### Work request
Please reproduce every record, keeping each one exactly as written.
##### Extracted entries
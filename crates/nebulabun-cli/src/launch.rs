//! Launch sequence: settings → content → native library → window.

use std::path::{Path, PathBuf};

use nebulabun_common::{NebulabunError, Result};
use nebulabun_config::{config_to_json, WindowConfig};
use nebulabun_native::{resolve_library_path, NativeLibrary};
use nebulabun_webview::{ContentSource, NebulabunWindow};
use tracing::{debug, info, warn};

use crate::cli::Args;
use crate::default_page::DEFAULT_HTML;

/// Which content the window opens with.
#[derive(Debug, Clone, PartialEq, Eq)]
pub enum LaunchMode {
    File(PathBuf),
    Url(String),
    DefaultPage,
}

impl LaunchMode {
    pub fn into_content(self) -> ContentSource {
        match self {
            Self::File(path) => ContentSource::File(path),
            Self::Url(url) => ContentSource::Url(url),
            Self::DefaultPage => ContentSource::Html(DEFAULT_HTML.to_string()),
        }
    }
}

/// Pick the content source: file, then URL, then the default page.
///
/// A file must exist; it is resolved against `cwd` when relative.
pub fn resolve_mode(args: &Args, cwd: &Path) -> Result<LaunchMode> {
    if let Some(file) = &args.file {
        let path = if file.is_absolute() {
            file.clone()
        } else {
            cwd.join(file)
        };
        if !path.exists() {
            return Err(NebulabunError::FileNotFound(path));
        }
        if args.url.is_some() {
            debug!("--file given, ignoring --url");
        }
        return Ok(LaunchMode::File(path));
    }
    if let Some(url) = &args.url {
        return Ok(LaunchMode::Url(url.clone()));
    }
    Ok(LaunchMode::DefaultPage)
}

/// URLs served from this machine only work if a server is already up.
pub fn is_local_url(url: &str) -> bool {
    url.starts_with("http://localhost") || url.starts_with("http://127.0.0.1")
}

/// Config file values with the command-line flags layered on top.
pub fn effective_window_config(args: &Args, base: WindowConfig) -> WindowConfig {
    let mut config = base;
    args.apply_to(&mut config);
    config
}

fn log_settings(config: &WindowConfig) {
    info!("Starting Nebulabun...");
    info!("Title: {}", config.title);
    info!("Size: {}x{}", config.width, config.height);
    if config.transparent || config.transparency < nebulabun_config::OPAQUE {
        info!("Transparent window: on (transparency: {})", config.transparency);
    }
    if config.click_through {
        info!("Click-through: on");
    }
}

fn log_mode(mode: &LaunchMode) {
    match mode {
        LaunchMode::File(path) => info!("Opening HTML file: {}", path.display()),
        LaunchMode::Url(url) => {
            info!("Opening URL: {url}");
            if is_local_url(url) {
                warn!(
                    "{url} is a local URL; the server on that port must already be running or the page will fail with connection refused"
                );
            }
        }
        LaunchMode::DefaultPage => info!("Showing default content"),
    }
}

/// Run the launcher and return the process exit code.
pub fn run(args: Args) -> Result<i32> {
    if args.debug {
        debug!(?args, "parsed arguments");
    }

    let file_config = nebulabun_config::toml_loader::load(args.config.as_deref())?;
    let window_config = effective_window_config(&args, file_config.window);

    let cwd = std::env::current_dir()?;
    let mode = resolve_mode(&args, &cwd)?;

    log_settings(&window_config);

    let library_path =
        resolve_library_path(args.library.as_deref().or(file_config.native.library.as_deref()));
    if args.debug {
        info!("Native library: {}", library_path.display());
        info!("Settings: {}", config_to_json(&window_config));
    }

    log_mode(&mode);

    let library = NativeLibrary::load(&library_path)?;
    if args.debug {
        info!("Loaded native library from {}", library.path().display());
    }
    let mut window = NebulabunWindow::new(library, window_config);
    let exit_code = window.start(mode.into_content())?;

    info!("Application exited");
    if let Err(e) = window.into_surface().unload() {
        warn!("{e}");
    }
    Ok(exit_code)
}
##########
### Task answer
filename crates/nebulabun-cli/src/launch.rs
//! Launch sequence: settings → content → native library → window.

use std::path::{Path, PathBuf};

use nebulabun_common::{NebulabunError, Result};
use nebulabun_config::{config_to_json, WindowConfig};
use nebulabun_native::{resolve_library_path, NativeLibrary};
use nebulabun_webview::{ContentSource, NebulabunWindow};
use tracing::{debug, info, warn};

use crate::cli::Args;
use crate::default_page::DEFAULT_HTML;

/// Which content the window opens with.
#[derive(Debug, Clone, PartialEq, Eq)]
pub enum LaunchMode {
    File(PathBuf),
    Url(String),
    DefaultPage,
}

impl LaunchMode {
    pub fn into_content(self) -> ContentSource {
        match self {
            Self::File(path) => ContentSource::File(path),
            Self::Url(url) => ContentSource::Url(url),
            Self::DefaultPage => ContentSource::Html(DEFAULT_HTML.to_string()),
        }
    }
}

/// Pick the content source: file, then URL, then the default page.
///
/// A file must exist; it is resolved against `cwd` when relative.
pub fn resolve_mode(args: &Args, cwd: &Path) -> Result<LaunchMode> {
    if let Some(file) = &args.file {
        let path = if file.is_absolute() {
            file.clone()
        } else {
            cwd.join(file)
        };
        if !path.exists() {
            return Err(NebulabunError::FileNotFound(path));
        }
        if args.url.is_some() {
            debug!("--file given, ignoring --url");
        }
        return Ok(LaunchMode::File(path));
    }
    if let Some(url) = &args.url {
        return Ok(LaunchMode::Url(url.clone()));
    }
    Ok(LaunchMode::DefaultPage)
}

/// URLs served from this machine only work if a server is already up.
pub fn is_local_url(url: &str) -> bool {
    url.starts_with("http://localhost") || url.starts_with("http://127.0.0.1")
}

/// Config file values with the command-line flags layered on top.
pub fn effective_window_config(args: &Args, base: WindowConfig) -> WindowConfig {
    let mut config = base;
    args.apply_to(&mut config);
    config
}

fn log_settings(config: &WindowConfig) {
    info!("Starting Nebulabun...");
    info!("Title: {}", config.title);
    info!("Size: {}x{}", config.width, config.height);
    if config.transparent || config.transparency < nebulabun_config::OPAQUE {
        info!("Transparent window: on (transparency: {})", config.transparency);
    }
    if config.click_through {
        info!("Click-through: on");
    }
}

fn log_mode(mode: &LaunchMode) {
    match mode {
        LaunchMode::File(path) => info!("Opening HTML file: {}", path.display()),
        LaunchMode::Url(url) => {
            info!("Opening URL: {url}");
            if is_local_url(url) {
                warn!(
                    "{url} is a local URL; the server on that port must already be running or the page will fail with connection refused"
                );
            }
        }
        LaunchMode::DefaultPage => info!("Showing default content"),
    }
}

/// Run the launcher and return the process exit code.
pub fn run(args: Args) -> Result<i32> {
    if args.debug {
        debug!(?args, "parsed arguments");
    }

    let file_config = nebulabun_config::toml_loader::load(args.config.as_deref())?;
    let window_config = effective_window_config(&args, file_config.window);

    let cwd = std::env::current_dir()?;
    let mode = resolve_mode(&args, &cwd)?;

    log_settings(&window_config);

    let library_path =
        resolve_library_path(args.library.as_deref().or(file_config.native.library.as_deref()));
    if args.debug {
        info!("Native library: {}", library_path.display());
        info!("Settings: {}", config_to_json(&window_config));
    }

    log_mode(&mode);

    let library = NativeLibrary::load(&library_path)?;
    if args.debug {
        info!("Loaded native library from {}", library.path().display());
    }
    let mut window = NebulabunWindow::new(library, window_config);
    let exit_code = window.start(mode.into_content())?;

    info!("Application exited");
    if let Err(e) = window.into_surface().unload() {
        warn!("{e}");
    }
    Ok(exit_code)
}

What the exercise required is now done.